Vítimas de violência, casas invadidas, afastadas do trabalho por serem mulheres: as reclamações feitas por algumas jornalistas afegãs nos últimos dias aumentaram as dúvidas sobre as garantias feitas pelo Taleban de que a mídia independente seria poupada da repressão. Os relatos de perseguição ultrapassam os próprios profissionais da imprensa, com a confirmação de execução de familiares de pelo menos um jornalista.

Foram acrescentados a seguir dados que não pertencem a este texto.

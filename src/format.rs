//! Console rendering of a whole dictionary.
//!
//! Every entry becomes a column: its key as header, a row of `=`, then the
//! rendered value's lines centered below. Columns of different heights are
//! padded with blanks. When the entries are wider than the terminal, a
//! prefix and a suffix of them are shown around a `...` column.
//!
//! ```rust
//! use fancy_collections::{labeled_dict, labels, FormatOptions, Series};
//!
//! let dict = labeled_dict! {
//!     "a" => Series::filled(11, labels![0, 1]),
//!     "b" => Series::filled(22, labels![0, 1, 2]),
//! };
//! let text = dict.to_string_with(&FormatOptions::new().with_display_width(80));
//! assert_eq!(
//!     text,
//!     "    a |     b | \n\
//!      ===== | ===== | \n\
//!      0  11 | 0  22 | \n\
//!      1  11 | 1  22 | \n      \
//!      | 2  22 | \n"
//! );
//! ```

use crate::label::Label;
use crate::options::FormatOptions;
use crate::value::Value;
use std::fmt;
use tracing::debug;

/// Separator placed after every column.
pub const COLUMN_SEPARATOR: &str = " | ";

/// Character repeated under every header.
pub const HEADER_SEPARATOR: char = '=';

/// Placeholder for entries that do not fit.
pub const ELLIPSIS: &str = "...";

struct Column {
    key: String,
    lines: Vec<String>,
    width: usize,
}

impl Column {
    fn new(key: String, lines: Vec<String>) -> Self {
        let width = lines
            .iter()
            .chain(std::iter::once(&key))
            .map(|s| char_len(s))
            .max()
            .unwrap_or(0);
        Column { key, lines, width }
    }
}

fn char_len(s: &str) -> usize {
    s.chars().count()
}

/// Centers `s` in `width` columns. An uneven margin puts the extra space
/// on the left only when `width` is odd.
fn center(s: &str, width: usize) -> String {
    let len = char_len(s);
    if len >= width {
        return s.to_string();
    }
    let margin = width - len;
    let left = margin / 2 + (margin & width & 1);
    let right = margin - left;
    format!("{}{}{}", " ".repeat(left), s, " ".repeat(right))
}

/// Left-justifies every line of `text` to the longest one.
fn justify_block(text: &str) -> Vec<String> {
    let lines: Vec<&str> = text.lines().collect();
    let width = lines.iter().map(|l| char_len(l)).max().unwrap_or(0);
    lines
        .into_iter()
        .map(|l| format!("{:<width$}", l, width = width))
        .collect()
}

/// Chooses which entries fit in `usable` columns of text.
///
/// Entries are taken pairwise from both ends. One running width is kept for
/// both sides; an entry joins the front (back) set while the running width
/// stays below `usable`.
pub(crate) fn select_columns(widths: &[usize], usable: usize) -> (Vec<bool>, Vec<bool>) {
    let n = widths.len();
    let mut front = vec![false; n];
    let mut back = vec![false; n];
    let mut line_length = 0usize;
    for (f, b) in (0..n).zip((0..n).rev()) {
        line_length += widths[f];
        if line_length < usable {
            front[f] = true;
        }
        line_length += widths[b];
        if line_length < usable {
            back[b] = true;
        }
    }
    (front, back)
}

/// Header text for an entry, given its key and value.
pub type KeyFormat<'a> = Box<dyn Fn(&Label, &Value) -> String + 'a>;

/// Lays out dictionary entries side by side.
///
/// Headers default to the key's display form. A custom [`KeyFormat`] can
/// decorate them, for instance to mark the kind of value underneath.
///
/// ```rust
/// use fancy_collections::{labeled_dict, labels, FormatOptions, Formatter};
///
/// let dict = labeled_dict! { "a" => labels![1, 2] };
/// let options = FormatOptions::new().with_display_width(80);
/// let text = Formatter::new(&options)
///     .with_key_format(|key, value| format!("{} [{}]", key, value.type_name()))
///     .format("LabeledDict", dict.iter());
/// assert!(text.starts_with("a [Labels] | "));
/// ```
pub struct Formatter<'a> {
    options: &'a FormatOptions,
    key_format: Option<KeyFormat<'a>>,
}

impl<'a> Formatter<'a> {
    #[must_use]
    pub fn new(options: &'a FormatOptions) -> Self {
        Formatter {
            options,
            key_format: None,
        }
    }

    /// Replaces the header text of every entry.
    #[must_use]
    pub fn with_key_format<F>(mut self, key_format: F) -> Self
    where
        F: Fn(&Label, &Value) -> String + 'a,
    {
        self.key_format = Some(Box::new(key_format));
        self
    }

    /// Header text for an entry.
    #[must_use]
    pub fn key_to_string(&self, key: &Label, value: &Value) -> String {
        match &self.key_format {
            Some(format) => format(key, value),
            None => key.to_string(),
        }
    }

    /// Text lines of one value; empty values describe their shape instead.
    #[must_use]
    pub fn stringify(&self, value: &Value) -> Vec<String> {
        if !value.is_empty() {
            return value.to_lines(self.options);
        }
        match value {
            Value::Series(s) => {
                justify_block(&format!("Empty {}\n rows: {}\n", value.type_name(), s.len()))
            }
            Value::Table(t) => {
                let (rows, columns) = t.shape();
                justify_block(&format!(
                    "Empty {}\n rows:    {}\n columns: {}\n",
                    value.type_name(),
                    rows,
                    columns
                ))
            }
            Value::Labels(_) => vec![format!("Empty {}", value.type_name())],
        }
    }

    /// Renders `entries` as a grid, or `"Empty <type_name>"` when there are none.
    #[must_use]
    pub fn format<'b, I>(&self, type_name: &str, entries: I) -> String
    where
        I: IntoIterator<Item = (&'b Label, &'b Value)>,
    {
        let columns: Vec<Column> = entries
            .into_iter()
            .map(|(key, value)| Column::new(self.key_to_string(key, value), self.stringify(value)))
            .collect();
        if columns.is_empty() {
            return format!("Empty {}", type_name);
        }

        let widths: Vec<usize> = columns.iter().map(|c| c.width).collect();
        let usable = self.options.usable_width();
        let (front, back) = select_columns(&widths, usable);

        let overlap = front.iter().zip(&back).any(|(f, b)| *f && *b);
        let covered = front.iter().zip(&back).all(|(f, b)| *f || *b);
        debug!(
            entries = columns.len(),
            front = front.iter().filter(|f| **f).count(),
            back = back.iter().filter(|b| **b).count(),
            usable_width = usable,
            "selected columns to display"
        );

        let placeholder = Column::new(ELLIPSIS.to_string(), vec![ELLIPSIS.to_string()]);
        let mut shown: Vec<&Column> = Vec::with_capacity(columns.len() + 1);
        shown.extend(columns.iter().zip(&front).filter(|(_, f)| **f).map(|(c, _)| c));
        if !overlap && !covered {
            shown.push(&placeholder);
        }
        shown.extend(
            columns
                .iter()
                .zip(front.iter().zip(&back))
                .filter(|(_, (f, b))| **b && !**f)
                .map(|(c, _)| c),
        );

        render(&shown)
    }
}

impl fmt::Debug for Formatter<'_> {
    fn fmt(&self, f: &mut fmt::Formatter<'_>) -> fmt::Result {
        f.debug_struct("Formatter")
            .field("options", self.options)
            .field("key_format", &self.key_format.is_some())
            .finish()
    }
}

fn render(columns: &[&Column]) -> String {
    let mut out = String::new();
    for c in columns {
        out.push_str(&format!("{:>width$}", c.key, width = c.width));
        out.push_str(COLUMN_SEPARATOR);
    }
    out.push('\n');
    for c in columns {
        out.extend(std::iter::repeat(HEADER_SEPARATOR).take(c.width));
        out.push_str(COLUMN_SEPARATOR);
    }
    out.push('\n');

    let mut row = 0;
    while columns.iter().any(|c| row < c.lines.len()) {
        for c in columns {
            match c.lines.get(row) {
                Some(line) => out.push_str(&center(line, c.width)),
                None => out.push_str(&" ".repeat(c.width)),
            }
            out.push_str(COLUMN_SEPARATOR);
        }
        out.push('\n');
        row += 1;
    }
    out
}
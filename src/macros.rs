/// Builds a [`Labels`](crate::Labels) sequence from label-like literals.
///
/// ```rust
/// use fancy_collections::{labels, Label};
///
/// let mixed = labels![0, "a"];
/// assert_eq!(mixed.get(1), Some(&Label::from("a")));
/// assert!(labels![].is_empty());
/// ```
#[macro_export]
macro_rules! labels {
    () => {
        $crate::Labels::new()
    };

    ($($label:expr),+ $(,)?) => {
        $crate::Labels::from(vec![$($crate::Label::from($label)),+])
    };
}

/// Builds a [`LabeledDict`](crate::LabeledDict) from `key => value` pairs.
///
/// Keys are anything convertible into a [`Label`](crate::Label) and values
/// anything convertible into a [`Value`](crate::Value). A repeated key keeps
/// its first position and its last value.
///
/// ```rust
/// use fancy_collections::{labeled_dict, labels, Series};
///
/// let dict = labeled_dict! {
///     "a" => Series::from_values([1, 2]),
///     0 => labels!["x"],
/// };
/// assert_eq!(dict.len(), 2);
/// assert!(labeled_dict!().is_empty());
/// ```
#[macro_export]
macro_rules! labeled_dict {
    () => {
        $crate::LabeledDict::<$crate::AnyItem>::new()
    };

    ($($key:expr => $value:expr),+ $(,)?) => {{
        let mut dict = $crate::LabeledDict::<$crate::AnyItem>::new();
        $(
            dict.put($key, $value);
        )+
        dict
    }};
}

#[cfg(test)]
mod tests {
    use crate::{Label, Labels, Scalar, Series, Table, Value};

    #[test]
    fn test_labels_macro() {
        assert_eq!(labels![], Labels::new());
        assert_eq!(labels![1, 2, 3], Labels::range(1, 4));
        assert_eq!(
            labels!["a", 2,],
            Labels::from(vec![Label::from("a"), Label::from(2)])
        );
    }

    #[test]
    fn test_labeled_dict_macro_keeps_order() {
        let dict = labeled_dict! {
            "z" => Series::from_values([1]),
            "a" => Table::from_columns([("c0", vec![1])]).unwrap(),
            1 => labels![0],
        };
        assert_eq!(dict.columns(), labels!["z", "a", 1]);
        assert!(matches!(dict.get(&Label::from(1)), Some(Value::Labels(_))));
    }

    #[test]
    fn test_labeled_dict_macro_overwrites() {
        let dict = labeled_dict! {
            "a" => Series::from_values([1]),
            "b" => Series::from_values([2]),
            "a" => Series::from_values([3]),
        };
        assert_eq!(dict.columns(), labels!["a", "b"]);
        let a = dict.get(&Label::from("a")).and_then(Value::as_series).unwrap();
        assert_eq!(a.values()[0], Scalar::from(3));
    }
}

Nesta sexta-feira, 20, o canal público alemão Deutsche Welle informou que o parente de um jornalista que trabalhava para a emissora no país foi assassinado a tiros por insurgentes. De acordo com um comunicado divulgado pela emissora, outro familiar também foi atingido e ficou gravemente ferido.
“O assassinato de um parente próximo de um de nossos editores pelo Taleban é inconcebivelmente trágico e mostra o perigo em que se encontram todos os nossos funcionários e suas famílias no Afeganistão”, disse o diretor geral da DW, Peter Limbourg, conclamando o governo de Berlim a agir.
“É evidente que o Taleban já está realizando buscas organizadas de jornalistas, tanto em Cabul quanto nas províncias. Estamos ficando sem tempo!”, acrescentou, referindo-se às tentativas desesperadas de muitos afegãos de deixar o país. O jornalista em questão, que não teve a identidade revelada pela empresa por motivos de segurança, já está na Alemanha. Outros parentes dele que ainda estão no Afeganistão tentam deixam o país.
O Comitê para a Proteção dos Jornalista (CPJ) denunciou que membros do Taleban revistaram as residências de pelo menos quatro jornalistas e profissionais dos meios de comunicação durante a semana. Vários repórteres denunciaram que foram agredidos quando tentavam filmar as ruas de Cabul.
Na terça-feira, 17, em sua primeira entrevista coletiva desde a captura da capital, Cabul, o movimento militante islâmico disse que permitiria a liberdade de imprensa e preservaria os empregos para as mulheres – proibidas de trabalhar quando o Taleban esteve no poder pela última vez, de 1996 a 2001. “Ficou claro que há uma lacuna entre ação e palavras”, afirmou Sahar Nasari, apresentadora da Rádio e Televisão do Afeganistão (RTA), em um post no Facebook.
Shabnam Dawran, que também trabalha na RTA, contou em vídeo publicado nas redes sociais ter sido impedida de trabalhar na emissora. Ela relatou que o seu acesso à redação foi negado, enquanto seus colegas homens mantiveram sua rotina. “Não me dei por vencida após a mudança de regime e me dirigi ao escritório. Mas, infelizmente, não tive permissão para entrar”, afirmou Dawran, que apresenta o telejornal usando um hijab – véu que cobre o cabelo, mas deixa o rosto à mostra. “Aqueles que estão me ouvindo, ajudem-nos, pois nossas vidas estão em risco.”
Os jornalistas são alvo de regimes repressivos em todo o mundo, especialmente em tempos de turbulência. Mas a questão é mais delicada no Afeganistão, onde uma imprensa livre, a liberdade de expressão e os direitos das mulheres são vistos como conquistas difíceis após duas décadas de guerra.
“O Taleban precisa manter seu compromisso de permitir uma imprensa livre e independente no momento em que o povo do Afeganistão precisa desesperadamente de notícias e informações precisas”, disse Steven Butler, do Comitê de Proteção aos Jornalistas, de Nova York.
Saad Mohseni, chefe do grupo de mídia Moby, que comanda a maior emissora privada do Afeganistão, a Tolo News, disse que suas jornalistas não foram prejudicadas desde que o Taleban chegou ao poder e afirmou que suas repórteres continuaram trabalhando. No início da semana, em uma transmissão do Tolo, que seria impensável durante o governo anterior do Taleban, uma apresentadora entrevistou um dirigente do Taleban. Mesmo assim, Mohseni disse que o futuro é incerto. “Eu não ficaria muito animado”, disse.
A Coalizão para Mulheres no Jornalismo relatou ter recebido inúmeros pedidos de ajuda de mulheres jornalistas no Afeganistão desde o retorno do Taleban ao poder. A ONG afirmou que mantém contato com diversas profissionais que disseram se sentir ameaçadas em suas casas. Um editor da agência de notícias Pjhwok, de Cabul, disse que uma autoridade do grupo recomendou que todas as suas 18 repórteres trabalhassem de casa até que as regras sobre a presença de mulheres no trabalho fossem determinadas.